Oliver had been trying not to watch, but now he checked to make sure that the girl couldn’t hear them. He regretted taking Simon with them. The boy was barely fourteen and completely incapable of staying quiet for more than a pair of minutes. Oliver had started robbing coaches under the guidance of Karl and his father’s other men when he was twelve, but their mother had coddled Simon.

The girl was looking around, but it wasn’t stopping her from doing … what it was she needed to do. Oliver quickly looked away.

When he peeked again, she was gone. He let go of Simon’s face.

“I’m not five; you don’t have to cover my eyes like that,” Simon griped.

Oliver couldn’t see the girl anywhere. She hadn’t gone back to the coach. The other guards were busy splinting the injured man’s arm, but Oliver could see that the maid was watching the underbrush nervously, beginning to worry about her charge.

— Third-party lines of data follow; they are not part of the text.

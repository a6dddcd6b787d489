//! voxnote CLI: record voice notes, transcribe them, and rewrite them with AI.
//!
//! Usage:
//!   voxnote record                          capture until Enter, transcribe, save
//!   voxnote list                            list notes, most recent first
//!   voxnote show <n>                        print note n from `list`
//!   voxnote search <query>                  case-insensitive title/content search
//!   voxnote delete <n>                      delete note n
//!   voxnote action <kind> <n> [--replace]   rewrite note n (append by default)
//!   voxnote chat <text>                     one conversation turn with the assistant
//!   voxnote set-key <service> <value>       store an API key (openai|calendar|issue)

use anyhow::{Context, bail};
use std::io::BufRead;
use std::path::PathBuf;
use std::sync::Arc;
use tracing_subscriber::EnvFilter;

use voxnote::providers::{OpenAICompletionProvider, OpenAITranscriptionProvider};
use voxnote::settings::{
    SETTING_CALENDAR_API_KEY, SETTING_ISSUE_API_KEY, SETTING_OPENAI_API_KEY,
};
use voxnote::{
    MessageRole, Note, NoteStore, RewriteAction, SessionMode, Settings, VoiceSession,
};

#[tokio::main]
async fn main() -> anyhow::Result<()> {
    tracing_subscriber::fmt()
        .with_env_filter(
            EnvFilter::try_from_default_env().unwrap_or_else(|_| EnvFilter::new("warn")),
        )
        .init();

    let mut args = std::env::args().skip(1);
    let Some(command) = args.next() else {
        print_usage();
        return Ok(());
    };

    let (notes_path, settings_path) = data_paths();
    let store = Arc::new(NoteStore::open(notes_path));
    let settings = Settings::open(&settings_path)?;

    match command.as_str() {
        "record" => cmd_record(store, &settings).await,
        "list" => cmd_list(&store),
        "show" => cmd_show(&store, args.next()),
        "search" => cmd_search(&store, args.next()),
        "delete" => cmd_delete(&store, args.next()),
        "action" => cmd_action(store, &settings, args.collect()).await,
        "chat" => cmd_chat(store, &settings, args.collect()).await,
        "set-key" => cmd_set_key(&settings, args.next(), args.next()),
        _ => {
            print_usage();
            Ok(())
        }
    }
}

fn print_usage() {
    eprintln!("voxnote — voice notes with AI rewrites");
    eprintln!("  record                          Capture until Enter, transcribe, save");
    eprintln!("  list                            List notes, most recent first");
    eprintln!("  show <n>                        Print note n from `list`");
    eprintln!("  search <query>                  Search titles and content");
    eprintln!("  delete <n>                      Delete note n");
    eprintln!("  action <kind> <n> [--replace]   Rewrite note n; kinds:");
    eprintln!("                                  summarize | improve | generate-prompt | create-task");
    eprintln!("  chat <text>                     One conversation turn with the assistant");
    eprintln!("  set-key <service> <value>       Store an API key (openai|calendar|issue)");
    eprintln!();
    eprintln!("Data lives under the platform data dir, or $VOXNOTE_DATA_DIR when set.");
}

fn data_paths() -> (PathBuf, PathBuf) {
    match std::env::var("VOXNOTE_DATA_DIR") {
        Ok(dir) => {
            let base = PathBuf::from(dir);
            (base.join("notes.json"), base.join("settings.db"))
        }
        Err(_) => (NoteStore::default_path(), Settings::default_path()),
    }
}

fn build_session(
    store: Arc<NoteStore>,
    settings: &Settings,
    mode: SessionMode,
) -> anyhow::Result<VoiceSession> {
    let key = settings.get_key(SETTING_OPENAI_API_KEY)?;
    let transcription = Arc::new(OpenAITranscriptionProvider::new(key.clone()));
    let completion = Arc::new(OpenAICompletionProvider::new(key));
    Ok(VoiceSession::new(store, transcription, completion).with_mode(mode))
}

/// Map a 1-based `list` position to the note at that position
fn resolve_note(store: &NoteStore, arg: Option<String>) -> anyhow::Result<Note> {
    let arg = arg.context("expected a note number (see `voxnote list`)")?;
    let index: usize = arg.parse().context("note number must be an integer")?;
    let notes = store.list();
    index
        .checked_sub(1)
        .and_then(|i| notes.get(i))
        .cloned()
        .with_context(|| format!("no note #{index}; have {}", notes.len()))
}

fn parse_action(name: &str) -> Option<RewriteAction> {
    match name {
        "summarize" => Some(RewriteAction::Summarize),
        "improve" => Some(RewriteAction::Improve),
        "generate-prompt" => Some(RewriteAction::GeneratePrompt),
        "create-task" => Some(RewriteAction::CreateTask),
        _ => None,
    }
}

async fn cmd_record(store: Arc<NoteStore>, settings: &Settings) -> anyhow::Result<()> {
    let session = build_session(store, settings, SessionMode::TranscriptBuffer)?;

    if !session.start_recording() {
        bail!(
            session
                .last_error()
                .unwrap_or_else(|| "Could not start recording".to_string())
        );
    }
    println!("Recording... press Enter to stop.");
    let mut line = String::new();
    std::io::stdin().lock().read_line(&mut line)?;

    let Some(path) = session.stop_recording() else {
        bail!(
            session
                .last_error()
                .unwrap_or_else(|| "Could not stop recording".to_string())
        );
    };

    println!("Transcribing...");
    session.process_recording(&path).await;
    if let Some(err) = session.last_error() {
        bail!(err);
    }

    println!("{}", session.transcript());
    Ok(())
}

fn cmd_list(store: &NoteStore) -> anyhow::Result<()> {
    let notes = store.list();
    if notes.is_empty() {
        println!("No notes yet.");
        return Ok(());
    }
    for (i, note) in notes.iter().enumerate() {
        println!(
            "{:>3}. {}  ({})",
            i + 1,
            note.title,
            note.created_at.format("%Y-%m-%d %H:%M")
        );
    }
    Ok(())
}

fn cmd_show(store: &NoteStore, arg: Option<String>) -> anyhow::Result<()> {
    let note = resolve_note(store, arg)?;
    println!("{}", note.title);
    println!("Created: {}", note.created_at.format("%Y-%m-%d %H:%M"));
    if !note.tags.is_empty() {
        println!("Tags: {}", note.tags.join(", "));
    }
    if let Some(audio) = &note.audio_path {
        println!("Audio: {}", audio.display());
    }
    println!();
    println!("{}", note.content);
    Ok(())
}

fn cmd_search(store: &NoteStore, arg: Option<String>) -> anyhow::Result<()> {
    let query = arg.context("expected a search query")?;
    let matches = store.search(&query);
    if matches.is_empty() {
        println!("No notes match '{query}'.");
        return Ok(());
    }
    for note in &matches {
        println!(
            "{}  ({})",
            note.title,
            note.created_at.format("%Y-%m-%d %H:%M")
        );
    }
    Ok(())
}

fn cmd_delete(store: &NoteStore, arg: Option<String>) -> anyhow::Result<()> {
    let note = resolve_note(store, arg)?;
    store.delete(note.id)?;
    println!("Deleted '{}'.", note.title);
    Ok(())
}

async fn cmd_action(
    store: Arc<NoteStore>,
    settings: &Settings,
    rest: Vec<String>,
) -> anyhow::Result<()> {
    let mut kind: Option<RewriteAction> = None;
    let mut number: Option<String> = None;
    let mut replace = false;
    for arg in rest {
        if arg == "--replace" {
            replace = true;
        } else if kind.is_none() {
            kind = parse_action(&arg);
            if kind.is_none() {
                bail!("unknown action '{arg}' (summarize | improve | generate-prompt | create-task)");
            }
        } else if number.is_none() {
            number = Some(arg);
        }
    }
    let action = kind.context("expected an action kind")?;
    let mut note = resolve_note(&store, number)?;

    let session = build_session(Arc::clone(&store), settings, SessionMode::TranscriptBuffer)?;
    session.set_transcript(&note.content);

    let result = session.perform_action(action).await;
    if result.is_empty() {
        bail!(
            session
                .last_error()
                .unwrap_or_else(|| "The model returned an empty result".to_string())
        );
    }

    if replace {
        note.content = result.clone();
    } else {
        note.append_section(&result);
    }
    store.update(&note)?;

    println!("{result}");
    Ok(())
}

async fn cmd_chat(
    store: Arc<NoteStore>,
    settings: &Settings,
    rest: Vec<String>,
) -> anyhow::Result<()> {
    let text = rest.join(" ");
    if text.is_empty() {
        bail!("expected a message");
    }

    let session = build_session(store, settings, SessionMode::Conversation)?;
    session.send_message(text).await;
    if let Some(err) = session.last_error() {
        bail!(err);
    }

    let messages = session.messages();
    if let Some(reply) = messages.iter().rev().find(|m| m.role == MessageRole::Assistant) {
        println!("{}", reply.content);
    }
    Ok(())
}

fn cmd_set_key(
    settings: &Settings,
    service: Option<String>,
    value: Option<String>,
) -> anyhow::Result<()> {
    let service = service.context("expected a service (openai|calendar|issue)")?;
    let value = value.context("expected a key value")?;
    let key = match service.as_str() {
        "openai" => SETTING_OPENAI_API_KEY,
        "calendar" => SETTING_CALENDAR_API_KEY,
        "issue" => SETTING_ISSUE_API_KEY,
        _ => bail!("unknown service '{service}' (openai|calendar|issue)"),
    };
    settings.set(key, &value)?;
    println!("Saved {service} key.");
    Ok(())
}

“Where did she go?” Simon strained the upper half of his
body over the edge of the platform. “Uh-oh,” he began, and then he fell.

“Simon!”

Oliver grabbed the edge of the platform and leaned over to see where his brother had fallen. Simon had landed badly and was clutching one ankle and moaning. Standing over him, holding a pistol, was the girl. The gleaming blackness of her hair and pistol made a dramatic picture with her red cloak, Oliver noted. Then he drew his own weapon and leaped lightly down to her side.

“Give me the pistol, Your Ladyship,” he said coolly, holding out his free hand.

“Why should I?”

She had courage, Oliver would give her that. Her voice didn’t waver at all, and she barely flinched when he cocked his pistol in her ear.

“Because one of us is a dangerous criminal, and one of us is not,” Oliver said, praying silently that she would give in. “And which do you think is more likely to shoot?”

With a sigh, the girl released the hammer of her pistol and handed it to Oliver, who stuck it in his belt. He tried not to show his relief, and heartily wished that he and Simon were still wearing their masks.

“I’ve faced worse than you,” she announced.

“I’m sure you have,” Oliver said, startled. She certainly didn’t seem afraid of him, which he found flattering and insulting at the same time.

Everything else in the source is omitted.